There is a network of pathways through the woods behind the castle. already i have started to form a relationship with the woods, the trees, and the animals that live there, (deer, stray dogs, squirrels, hundreds of rabbits, and birds.) there is an old moss covered foundation that is buried in the heart of the place, which we have dubbed ‘the stone cottage’. the fallen walls are like green benches inviting you to sit, maybe have tea or write for a time.

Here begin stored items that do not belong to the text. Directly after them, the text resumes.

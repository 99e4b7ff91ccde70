//! Generic project-list import: fixed column set, every column required,
//! rows reported by their line in the uploaded file.

use super::BatchContext;
use crate::dates::parse_date;
use crate::mapping::{text, value, MappedRecord};
use crate::normalize::{
    float_value, is_numeric, normalize_status, sanitize, standardize_location,
};
use crate::provinces::closest_province;
use crate::reader::RawTable;
use crate::store::{ImportStore, ImportTx, ProjectRecord, StoreError, ValidationLogEntry};
use serde::{Deserialize, Serialize};

/// Compact header (lowercase, no spaces or underscores) -> field.
const COLUMN_FIELDS: &[(&str, &str)] = &[
    ("sitecode", "site_code"),
    ("projectname", "project_name"),
    ("sitename", "site_name"),
    ("barangay", "barangay"),
    ("municipality", "municipality"),
    ("province", "province"),
    ("district", "district"),
    ("latitude", "latitude"),
    ("longitude", "longitude"),
    ("dateofactivation", "activation_date"),
    ("activationdate", "activation_date"),
    ("date", "activation_date"),
    ("status", "status"),
    ("notes", "notes"),
];

const REQUIRED_FIELDS: &[&str] = &[
    "site_code",
    "project_name",
    "site_name",
    "barangay",
    "municipality",
    "province",
    "district",
    "latitude",
    "longitude",
    "activation_date",
    "status",
];

#[derive(Debug, Clone, PartialEq, Eq, Serialize, Deserialize)]
pub struct SiteListError {
    /// Line in the uploaded file; the header is line 1.
    pub row: u64,
    pub message: String,
}

#[derive(Debug, Clone, PartialEq, Serialize, Deserialize)]
pub struct SiteListResult {
    pub success: bool,
    pub imported: usize,
    pub errors: Vec<SiteListError>,
    pub total_rows: usize,
    pub message: String,
}

fn compact_header(header: &str) -> String {
    header
        .trim()
        .chars()
        .filter(|c| *c != ' ' && *c != '_')
        .flat_map(char::to_lowercase)
        .collect()
}

fn column_fields(headers: &[String]) -> Vec<Option<&'static str>> {
    headers
        .iter()
        .map(|header| {
            let key = compact_header(header);
            COLUMN_FIELDS
                .iter()
                .find(|(column, _)| *column == key)
                .map(|(_, field)| *field)
        })
        .collect()
}

/// A rejected row: reported to the caller and written to the validation log.
struct Rejection {
    field: &'static str,
    log_message: &'static str,
    original: String,
    message: String,
}

fn check_row(record: &MappedRecord) -> Result<chrono::NaiveDate, Rejection> {
    let missing: Vec<&str> = REQUIRED_FIELDS
        .iter()
        .copied()
        .filter(|field| value(record, field).is_none())
        .collect();
    if !missing.is_empty() {
        return Err(Rejection {
            field: "multiple",
            log_message: "Missing required fields",
            original: String::new(),
            message: format!("Missing fields: {}", missing.join(", ")),
        });
    }

    let latitude = text(record, "latitude");
    if !is_numeric(&latitude) || !(-90.0..=90.0).contains(&float_value(&latitude)) {
        return Err(Rejection {
            field: "latitude",
            log_message: "Invalid latitude value",
            message: format!("Invalid latitude: {latitude}"),
            original: latitude,
        });
    }

    let longitude = text(record, "longitude");
    if !is_numeric(&longitude) || !(-180.0..=180.0).contains(&float_value(&longitude)) {
        return Err(Rejection {
            field: "longitude",
            log_message: "Invalid longitude value",
            message: format!("Invalid longitude: {longitude}"),
            original: longitude,
        });
    }

    let raw_date = text(record, "activation_date");
    parse_date(&raw_date).ok_or_else(|| Rejection {
        field: "activation_date",
        log_message: "Invalid date format",
        message: format!("Invalid date format: {raw_date}"),
        original: raw_date,
    })
}

async fn log_entry(
    tx: &mut dyn ImportTx,
    batch: &BatchContext,
    line: u64,
    field: &str,
    message: &str,
    original: &str,
    corrected: &str,
) -> Result<(), StoreError> {
    tx.log_validation(&ValidationLogEntry {
        import_batch_id: batch.batch_id.clone(),
        row_number: line as i64,
        field_name: field.to_string(),
        error_message: message.to_string(),
        original_value: original.to_string(),
        corrected_value: corrected.to_string(),
    })
    .await
}

fn build_project(
    record: &MappedRecord,
    province: String,
    activation_date: chrono::NaiveDate,
) -> ProjectRecord {
    ProjectRecord {
        site_code: sanitize(&text(record, "site_code")),
        project_name: sanitize(&text(record, "project_name")),
        project_type: None,
        site_name: sanitize(&text(record, "site_name")),
        barangay: standardize_location(&text(record, "barangay")),
        municipality: standardize_location(&text(record, "municipality")),
        province,
        district: standardize_location(&text(record, "district")),
        latitude: float_value(&text(record, "latitude")),
        longitude: float_value(&text(record, "longitude")),
        activation_date: Some(activation_date),
        status: normalize_status(&text(record, "status")).to_string(),
        notes: sanitize(&text(record, "notes")),
        custom_data: serde_json::Value::Object(Default::default()),
    }
}

/// Import a plain project list. Row problems are reported and the batch
/// carries on; only failures to open, log or commit the transaction are
/// returned as errors.
pub async fn import_site_list(
    store: &dyn ImportStore,
    table: &RawTable,
) -> Result<SiteListResult, StoreError> {
    let batch = BatchContext::new();
    let columns = column_fields(&table.headers);
    let mut imported = 0;
    let mut errors = Vec::new();

    tracing::info!(
        batch_id = %batch.batch_id,
        rows = table.rows.len(),
        "Starting project list import"
    );

    let mut tx = store.begin().await?;

    for row in table.data_rows() {
        let mut record = MappedRecord::new();
        for (field, cell) in columns.iter().zip(&row.cells) {
            if let Some(field) = field {
                record.insert(field.to_string(), cell.trim().to_string());
            }
        }

        let activation_date = match check_row(&record) {
            Ok(date) => date,
            Err(rejection) => {
                log_entry(
                    tx.as_mut(),
                    &batch,
                    row.line,
                    rejection.field,
                    rejection.log_message,
                    &rejection.original,
                    "",
                )
                .await?;
                errors.push(SiteListError {
                    row: row.line,
                    message: rejection.message,
                });
                continue;
            }
        };

        let site_code = text(&record, "site_code");
        if tx.site_code_exists(&site_code).await? {
            log_entry(
                tx.as_mut(),
                &batch,
                row.line,
                "site_code",
                "Duplicate site code",
                &site_code,
                "",
            )
            .await?;
            errors.push(SiteListError {
                row: row.line,
                message: format!("Duplicate site code: {site_code}"),
            });
            continue;
        }

        let original_province = text(&record, "province");
        let province = match closest_province(&original_province) {
            Some(canonical) => {
                if canonical != original_province {
                    log_entry(
                        tx.as_mut(),
                        &batch,
                        row.line,
                        "province",
                        "Province auto-corrected",
                        &original_province,
                        canonical,
                    )
                    .await?;
                }
                canonical.to_string()
            }
            None => standardize_location(&original_province),
        };

        let project = build_project(&record, province, activation_date);
        match tx.insert_project(&project).await {
            Ok(()) => imported += 1,
            Err(err) => {
                tracing::warn!(line = row.line, error = %err, "Project insert failed");
                errors.push(SiteListError {
                    row: row.line,
                    message: format!("Database error: {err}"),
                });
            }
        }
    }

    tx.commit().await?;

    tracing::info!(
        batch_id = %batch.batch_id,
        imported,
        errors = errors.len(),
        "Project list import committed"
    );

    Ok(SiteListResult {
        success: true,
        imported,
        errors,
        total_rows: table.rows.len(),
        message: format!("Imported {imported} projects successfully"),
    })
}

#[cfg(test)]
mod tests {
    use super::super::test_support::table;
    use super::*;
    use crate::store::MemoryStore;
    use chrono::NaiveDate;

    const HEADER: &[&str] = &[
        "Site Code",
        "Project Name",
        "Site Name",
        "Barangay",
        "Municipality",
        "Province",
        "District",
        "Latitude",
        "Longitude",
        "Date of Activation",
        "Status",
        "Notes",
    ];

    fn site<'a>(code: &'a str, province: &'a str, lat: &'a str, date: &'a str) -> Vec<&'a str> {
        vec![
            code,
            "Free-WIFI for All",
            "Plaza <b>Hotspot</b>",
            "san antonio",
            "BASCO",
            province,
            "district i",
            lat,
            "121.97",
            date,
            "completed",
            "Tom & Jerry's",
        ]
    }

    #[test]
    fn test_header_compaction() {
        assert_eq!(compact_header(" Site_Code "), "sitecode");
        assert_eq!(compact_header("Date of Activation"), "dateofactivation");
        let fields = column_fields(&["Activation Date".to_string(), "Remarks".to_string()]);
        assert_eq!(fields, vec![Some("activation_date"), None]);
    }

    #[tokio::test]
    async fn test_rows_are_cleaned_before_insert() {
        let store = MemoryStore::new();
        let row = site("UNDP-GI-0001", "Batanes", "20.45", "2024-04-30");
        let result = import_site_list(&store, &table(&[HEADER, row.as_slice()]))
            .await
            .unwrap();

        assert!(result.success);
        assert_eq!(result.imported, 1);
        assert_eq!(result.total_rows, 1);
        assert_eq!(result.message, "Imported 1 projects successfully");

        let project = store.project("UNDP-GI-0001").unwrap();
        assert_eq!(project.site_name, "Plaza Hotspot");
        assert_eq!(project.barangay, "San Antonio");
        assert_eq!(project.municipality, "Basco");
        assert_eq!(project.district, "District I");
        assert_eq!(project.status, "Done");
        assert_eq!(project.notes, "Tom &amp; Jerry&#039;s");
        assert_eq!(project.project_type, None);
        assert_eq!(project.activation_date, NaiveDate::from_ymd_opt(2024, 4, 30));
    }

    #[tokio::test]
    async fn test_each_rejection_is_reported_with_its_line() {
        let store = MemoryStore::new();
        let ok = site("UNDP-GI-0001", "Batanes", "20.45", "2024-04-30");
        let dup = site("UNDP-GI-0001", "Batanes", "20.45", "2024-04-30");
        let bad_lat = site("UNDP-GI-0002", "Batanes", "95", "2024-04-30");
        let bad_date = site("UNDP-GI-0003", "Batanes", "20.45", "soon");
        let mut missing = site("UNDP-GI-0004", "Batanes", "20.45", "2024-04-30");
        missing[3] = "";
        missing[6] = "";

        let input = table(&[
            HEADER,
            ok.as_slice(),
            dup.as_slice(),
            bad_lat.as_slice(),
            bad_date.as_slice(),
            missing.as_slice(),
        ]);
        let result = import_site_list(&store, &input).await.unwrap();

        assert_eq!(result.imported, 1);
        assert_eq!(result.total_rows, 5);
        let messages: Vec<(u64, &str)> = result
            .errors
            .iter()
            .map(|e| (e.row, e.message.as_str()))
            .collect();
        assert_eq!(
            messages,
            vec![
                (3, "Duplicate site code: UNDP-GI-0001"),
                (4, "Invalid latitude: 95"),
                (5, "Invalid date format: soon"),
                (6, "Missing fields: barangay, district"),
            ]
        );

        let logs = store.validation_logs();
        assert_eq!(logs.len(), 4);
        assert_eq!(logs[3].field_name, "multiple");
        assert_eq!(logs[3].error_message, "Missing required fields");
    }

    #[tokio::test]
    async fn test_province_is_corrected_and_logged() {
        let store = MemoryStore::new();
        let row = site("UNDP-GI-0001", "nueva viscaya", "16.3", "2024-04-30");
        let result = import_site_list(&store, &table(&[HEADER, row.as_slice()]))
            .await
            .unwrap();

        assert_eq!(result.imported, 1);
        assert_eq!(
            store.project("UNDP-GI-0001").unwrap().province,
            "Nueva Vizcaya"
        );
        let logs = store.validation_logs();
        assert_eq!(logs.len(), 1);
        assert_eq!(logs[0].field_name, "province");
        assert_eq!(logs[0].original_value, "nueva viscaya");
        assert_eq!(logs[0].corrected_value, "Nueva Vizcaya");
    }

    #[tokio::test]
    async fn test_insert_failure_does_not_stop_the_batch() {
        let store = MemoryStore::new();
        store.fail_project_writes("UNDP-GI-0001");
        let first = site("UNDP-GI-0001", "Batanes", "20.45", "2024-04-30");
        let second = site("UNDP-GI-0002", "Batanes", "20.45", "2024-04-30");

        let input = table(&[HEADER, first.as_slice(), second.as_slice()]);
        let result = import_site_list(&store, &input).await.unwrap();

        assert_eq!(result.imported, 1);
        assert_eq!(result.errors.len(), 1);
        assert!(result.errors[0].message.starts_with("Database error: "));
        assert!(store.project("UNDP-GI-0002").is_some());
    }

    #[tokio::test]
    async fn test_commit_failure_is_returned() {
        let store = MemoryStore::new();
        store.fail_commits();
        let row = site("UNDP-GI-0001", "Batanes", "20.45", "2024-04-30");
        let err = import_site_list(&store, &table(&[HEADER, row.as_slice()]))
            .await
            .unwrap_err();
        assert!(err.to_string().contains("commit failed"));
        assert!(store.projects().is_empty());
    }
}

I often wonder what it used to be, a barn, or a house of some kind. the animals own it now, and there is a large tree on the east side with a large hole, perfect for an owl, or for hiding notes which I am apt to do.
This week I am forced to slow down due to a cold. while I resist the lack of activity at first I acknowledge that it could not come at a better time. work has slowed at least for a few days. and I allow myself the gift of being sucked into a good novel, one of those where the characters become a part of your life for the time being. you think about them while going about your day and wonder what crazy things they will be upto when you see them next.
I am wandering through the world of Ignatius P. Reilly, and it causes me to uncontrollably laugh out loud and lose a bit of my grasp on reality. (those of you who have read the book will know what i mean.) what crazy hero is this, with his tendency to preach about the ills of modern society to everyone he encounters, while taking no responsibility for the miserably, pitious state of his life? he must be one of the most annoying, insulting, obnoxious characters ever written. yet i can’t help but like him somehow.
i can’t put it down.
don’t you love when that happens?
(and to T.Tucker who recently found me by doing a google search on the subject of “book sniffing”, I have on two occasions taken a whiff of this current volume, and find it brings me back to sitting on the floor in Bogey’s bookstore in Davis California, under the literature section.)